Mycophenolate Mofetil Effective in Children With Refractory Primary CNS Angiitis


Last Updated: 2010-02-18 15:55:12 -0400 (Reuters Health)

By Will Boggs, MD

NEW YORK (Reuters Health) - Mycophenolate mofetil may be effective in children with refractory primary angiitis of the central nervous system (CNS), UK researchers report.

In a January 25th online report in Rheumatology, senior author Dr. Athimalaipet V. Ramanan from Bristol Royal Hospital for Children and colleagues describe 3 children who responded to first-line immunosuppression but then relapsed.

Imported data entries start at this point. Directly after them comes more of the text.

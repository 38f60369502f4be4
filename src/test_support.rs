use crate::probe::FileProbe;
use crate::settings::{PLAN_FILE, TEMPLATE_FILE};
use std::collections::HashSet;
use std::fs;
use std::path::{Path, PathBuf};
use std::sync::{LazyLock, Mutex, MutexGuard};

static CWD_LOCK: LazyLock<Mutex<()>> = LazyLock::new(|| Mutex::new(()));

pub(crate) struct DirGuard {
    original: PathBuf,
    _lock: MutexGuard<'static, ()>,
}

impl DirGuard {
    pub(crate) fn new(new_dir: &Path) -> Self {
        // Changing the process current working directory is global and not thread-safe.
        // Lock it so tests don't race even if a #[serial] annotation is missed.
        let lock = CWD_LOCK.lock().unwrap_or_else(|poison| poison.into_inner());
        let original = std::env::current_dir().unwrap();
        std::env::set_current_dir(new_dir).unwrap();
        Self {
            original,
            _lock: lock,
        }
    }
}

impl Drop for DirGuard {
    fn drop(&mut self) {
        let _ = std::env::set_current_dir(&self.original);
    }
}

/// In-memory [`FileProbe`]: only the listed paths exist.
#[derive(Debug, Default)]
pub(crate) struct FakeProbe {
    paths: HashSet<PathBuf>,
}

impl FakeProbe {
    pub(crate) fn with_paths<I: IntoIterator<Item = PathBuf>>(paths: I) -> Self {
        Self {
            paths: paths.into_iter().collect(),
        }
    }
}

impl FileProbe for FakeProbe {
    fn exists(&self, path: &Path) -> bool {
        self.paths.contains(path)
    }
}

/// Build a plan document with the standard column layout.
///
/// Each row is `(filename, relative link path, prompt)`.
pub(crate) fn plan_markdown(rows: &[(&str, &str, &str)]) -> String {
    let mut plan = String::from(
        "# Image Generation Plan\n\n\
         | ID | File Name | Group | Proposed Image Filename | Relative Link Path | Prompt | Insertion Point |\n\
         |----|-----------|-------|-------------------------|--------------------|--------|-----------------|\n",
    );
    for (i, (filename, link, prompt)) in rows.iter().enumerate() {
        plan.push_str(&format!(
            "| {} | page.md | core | {} | {} | {} | end |\n",
            i + 1,
            filename,
            link,
            prompt
        ));
    }
    plan
}

/// Write the plan and template into `dir` under their fixed names.
pub(crate) fn write_inputs(dir: &Path, plan: &str, template: &str) {
    fs::write(dir.join(PLAN_FILE), plan).unwrap();
    fs::write(dir.join(TEMPLATE_FILE), template).unwrap();
}

/// Create a file (and its parent directories) under `root`.
pub(crate) fn touch(root: &Path, relative: &str) -> PathBuf {
    let path = root.join(relative);
    if let Some(parent) = path.parent() {
        fs::create_dir_all(parent).unwrap();
    }
    fs::write(&path, b"existing").unwrap();
    path
}
//! Filesystem utilities for promptplan.
//!
//! Output files are written whole, so an interrupted run never leaves a
//! truncated prompt file behind.

mod atomic;

pub use atomic::write_new_file;
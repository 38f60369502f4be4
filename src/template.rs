//! Prompt template rendering.
//!
//! A template is plain text holding the literal marker `{{INSERT}}`. Rendering
//! replaces every occurrence of the marker with the prompt in a single pass;
//! text coming from the prompt is never scanned for further markers.

use crate::error::{PromptPlanError, Result};
use std::fs;
use std::io;
use std::path::Path;

/// Marker replaced by the row prompt.
pub const PLACEHOLDER: &str = "{{INSERT}}";

/// A loaded prompt template.
#[derive(Debug, Clone, PartialEq, Eq)]
pub struct Template {
    source: String,
}

impl Template {
    pub fn new(source: impl Into<String>) -> Self {
        Self {
            source: source.into(),
        }
    }

    /// Load a template from a UTF-8 file.
    pub fn load(path: &Path) -> Result<Self> {
        let source = fs::read_to_string(path).map_err(|e| match e.kind() {
            io::ErrorKind::NotFound => PromptPlanError::MissingInput(path.to_path_buf()),
            _ => PromptPlanError::Io {
                path: path.to_path_buf(),
                source: e,
            },
        })?;
        Ok(Self::new(source))
    }

    /// Number of markers in the template. Expected to be exactly one.
    pub fn placeholder_count(&self) -> usize {
        self.source.matches(PLACEHOLDER).count()
    }

    /// Render the template with `prompt` substituted for every marker.
    pub fn render(&self, prompt: &str) -> String {
        self.source.replace(PLACEHOLDER, prompt)
    }
}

Each child -- a 5-year-old boy, a 9-year-old girl, and a 6-year-old girl - had initially presented with visual disturbances in addition to other neurologic findings, including severe headache with nausea and vomiting or fever, generalized tonic clonic seizures, and weakness in the legs.

In addition, they all had significant inflammatory CNS changes on magnetic resonance imaging scans, and the 5-year-old had abnormalities on cerebral angiography in his distal posterior cerebral arteries.

All 3 children relapsed during maintenance therapy with methotrexate or azathioprine. With mycophenolate mofetil, starting at a dose of 300 mg/m2 twice daily and increasing to 500 or 600 mg/m2 twice/day, each child's symptoms resolved. In 2 children, remission persisted (with mycophenolate mofetil and methotrexate) after steroids were withdrawn. The third child was being weaned from steroids as the authors wrote their paper.

"We believe that mycophenolate mofetil might add to the therapeutic armamentarium" for children with primary CNS angiitis, the authors conclude.

In comments to Reuters Health, Dr. Ramanan said that standard therapy for the disease includes a 6-month course of cyclophosphamide. "Like in lupus nephritis it is possible that mycophenolate mofetil might prove as effective as cyclophosphamide," Dr. Ramanan said by email. "This would need more evidence, but if it is shown that mycophenolate mofetil is as effective, it would be more desirable as it is definitely a safer agent than cyclophosphamide."

Rheumatology 2010.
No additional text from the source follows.